Now, I want to share a very interesting aspect to my north node. My sun conjuncts it! According to Celeste Teal, this is the definition of that particular aspect:
“With the North Node conjunct the Sun there are special privileges or a boost to achievements – it is like being in the right place at the right time, having considerable luck, mingling and interacting with important people, plenty of material abundance, and so forth. Things just seem to click for such a person and they may be drawn into the limelight or onto the stage. They ride the mainstream. The Sun is a beneficial planet, and the soul may have been given this extra help to ensure sufficient development of his or her ego. In the past there was likely a lack of self-esteem and not enough personal recognition even though the person worked for the benefit of others. The house where the conjunction falls will show where the individuality and leadership may best be expressed. If anyone can get by without having to make retributions, even for wrongs done in this life, it is the person with North Node conjunct the Sun. He or she is spared for now, as in this lifetime they are slated for personal elevation. Arrogance and egotism may result when these cosmic blessings are misused. Masculine figures, including the father, are ruled by the Sun, therefore with the Sun conjunct the North Node, there are strong ties to a father figure, who is of exceptional benefit. The paternal side of the family may be of special help in finding their direction. There are many of royal blood in this group (Teal, 2008).”

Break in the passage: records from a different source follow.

// This Source Code Form is subject to the terms of the Mozilla Public
// License, v. 2.0. If a copy of the MPL was not distributed with this
// file, You can obtain one at https://mozilla.org/MPL/2.0/.

//! The executive: task table, scheduler, clock, loader front-end, and the
//! in-process control surface.
//!
//! One [`Executive`] value owns every subsystem -- register file, task
//! table, mailbox manager, event bus, timer heap, stream sessions -- and is
//! the only way in. A host drives it by pumping [`Executive::clock_step`]
//! (or the debugger-style per-task [`Executive::step`]) and talking to the
//! control-surface methods between ticks; everything inside runs on the
//! caller's thread.
//!
//! Each clock tick is: advance time, fire due timers, reap stalled load
//! sessions, pick the task to run (cyclic scan, most important runnable
//! priority wins, strictly-higher priority preempts at the instruction
//! boundary, quantum expiry rotates equals), then execute exactly one
//! instruction and absorb whatever trap it produced.
//!
//! Scheduling-churn transitions (READY ⇄ RUNNING at dispatch) are
//! deliberately not published as events; every other state transition is.

use std::collections::HashMap;
use std::sync::Arc;

use hsx_abi::{
    isa, CapFlags, Code, EventKind, FaultInfo, HandleId, MailboxMode, MemPolicy, OpenFlags,
    Pid, Priority, RegSnapshot, SchedState, StateKind, TaskState, Timestamp,
};
use indexmap::IndexMap;

use crate::events::{EventBus, EventFilter, SubId};
use crate::image::{self, ImageLimits, StreamSession};
use crate::mailbox::{MailboxConfig, MailboxManager, Message, ResourceStats, Waker};
use crate::mem::TaskMemory;
use crate::regfile::RegisterFile;
use crate::task::{self, LoadSource, Task};
use crate::time::{TimerHeap, WaitTag};
use crate::trace::{DisasmCache, DisasmLine, DisasmMode};
use crate::vm;

/// Pid reserved for the host/control surface itself (mailbox handles bound
/// from outside any task are owned by it). Task pids start at 1.
pub const HOST_PID: Pid = Pid(0);

/// Engine configuration, fixed at construction.
#[derive(Clone, Debug)]
pub struct ExecConfig {
    /// Instructions granted per dispatch before equals rotate.
    pub quantum: u32,
    /// Stack arena size per task, bytes.
    pub default_stack: u32,
    /// Ceiling on a whole image, monolithic or streamed.
    pub max_image_bytes: usize,
    /// Ceiling on a header's BSS request, bytes.
    pub max_bss_bytes: u32,
    pub descriptor_pool: usize,
    pub handle_quota: usize,
    pub default_mailbox_capacity: usize,
    pub fanout_retention_cap: usize,
    pub tap_buffer: usize,
    pub event_backlog: usize,
    /// Ticks a stream session may sit idle before it is reaped.
    pub stall_timeout: u64,
    /// Capabilities this runtime grants to images.
    pub caps: CapFlags,
}

impl Default for ExecConfig {
    fn default() -> Self {
        Self {
            quantum: 32,
            default_stack: 4096,
            max_image_bytes: 64 * 1024,
            max_bss_bytes: 256 * 1024,
            descriptor_pool: 32,
            handle_quota: 16,
            default_mailbox_capacity: 8,
            fanout_retention_cap: 64,
            tap_buffer: 16,
            event_backlog: 256,
            stall_timeout: 10_000,
            caps: CapFlags::MAILBOX
                .union(CapFlags::TIMER)
                .union(CapFlags::FS)
                .union(CapFlags::CAN)
                .union(CapFlags::UART)
                .union(CapFlags::GPIO),
        }
    }
}

/// Diagnostic counters, exposed by value.
#[derive(Copy, Clone, Debug, Default, Eq, PartialEq)]
pub struct ExecCounters {
    /// Total instructions retired.
    pub step_count: u64,
    /// Dispatches that changed the running task.
    pub context_switches: u64,
    /// Mailbox SVCs processed.
    pub mailbox_step: u64,
    /// Blocked receivers made runnable by a message.
    pub mailbox_wake: u64,
    /// Receives that ended by deadline.
    pub mailbox_timeout: u64,
}

/// The engine clock. Ticks are the only time base; `rate_hz` is an
/// advisory hint for hosts that pace ticks against wall time, and the
/// engine itself never reads it.
#[derive(Copy, Clone, Debug)]
pub struct Clock {
    pub now: Timestamp,
    pub running: bool,
    pub rate_hz: u32,
}

/// One row of `ps()`.
#[derive(Clone, Debug)]
pub struct TaskInfo {
    pub pid: Pid,
    pub state: StateKind,
    pub priority: Priority,
    pub pc: u32,
    pub last_opcode: u8,
    pub provenance: Option<LoadSource>,
    /// Image identity (CRC32, byte length); `None` while loading.
    pub image: Option<(u32, u32)>,
}

pub struct Executive {
    pub(crate) cfg: ExecConfig,
    pub(crate) clock: Clock,
    pub(crate) regs: RegisterFile,
    pub(crate) tasks: IndexMap<Pid, Task>,
    pub(crate) next_pid: u32,
    pub(crate) current: Option<Pid>,
    pub(crate) quantum_left: u32,
    pub(crate) mailboxes: MailboxManager,
    pub(crate) bus: EventBus,
    pub(crate) timers: TimerHeap,
    pub(crate) sessions: HashMap<Pid, StreamSession>,
    pub(crate) services: HashMap<u32, Box<dyn crate::svc::Service>>,
    pub(crate) counters: ExecCounters,
    pub(crate) disasm: DisasmCache,
}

Not all people have their sun conjuncting their north node, so they may have a little bit of difficulty in carrying out their life missions. If their suns, for example, conjuncted their south node, then it means that their personality and desires in life are opposite their life purpose. It is indeed a challenging aspect. For my sun conjunct my north node, my personality and desires are already in line with my purpose. It’s like my destiny is already given to me in a silver platter. I just have to work more on the personality that I already have and exalt it. I just feel lucky to have this placement – just like having my Jupiter in Sagittarius conjunct my part of fortune. Imagine how lucky that is! Maybe I am the only that doesn’t recognize my luck in this lifetime. Well, I hate being vain and self-centered again because I am going away from my overused Aries energy, but I LOVE ME!!! And I am so thankful for astrology because it made me have a deeper understanding of who I am and what I am doing here. J

Sources:

Ronngren, Dianne. (2012). Lunar Nodes: Key to Emotions and Life Experiences. California: ETC Publishing.
Teal, Celeste. (2008). Lunar Nodes: Discover Your Soul’s Karmic Mission. Woodbury, Minnesota: Llewelyn Publications.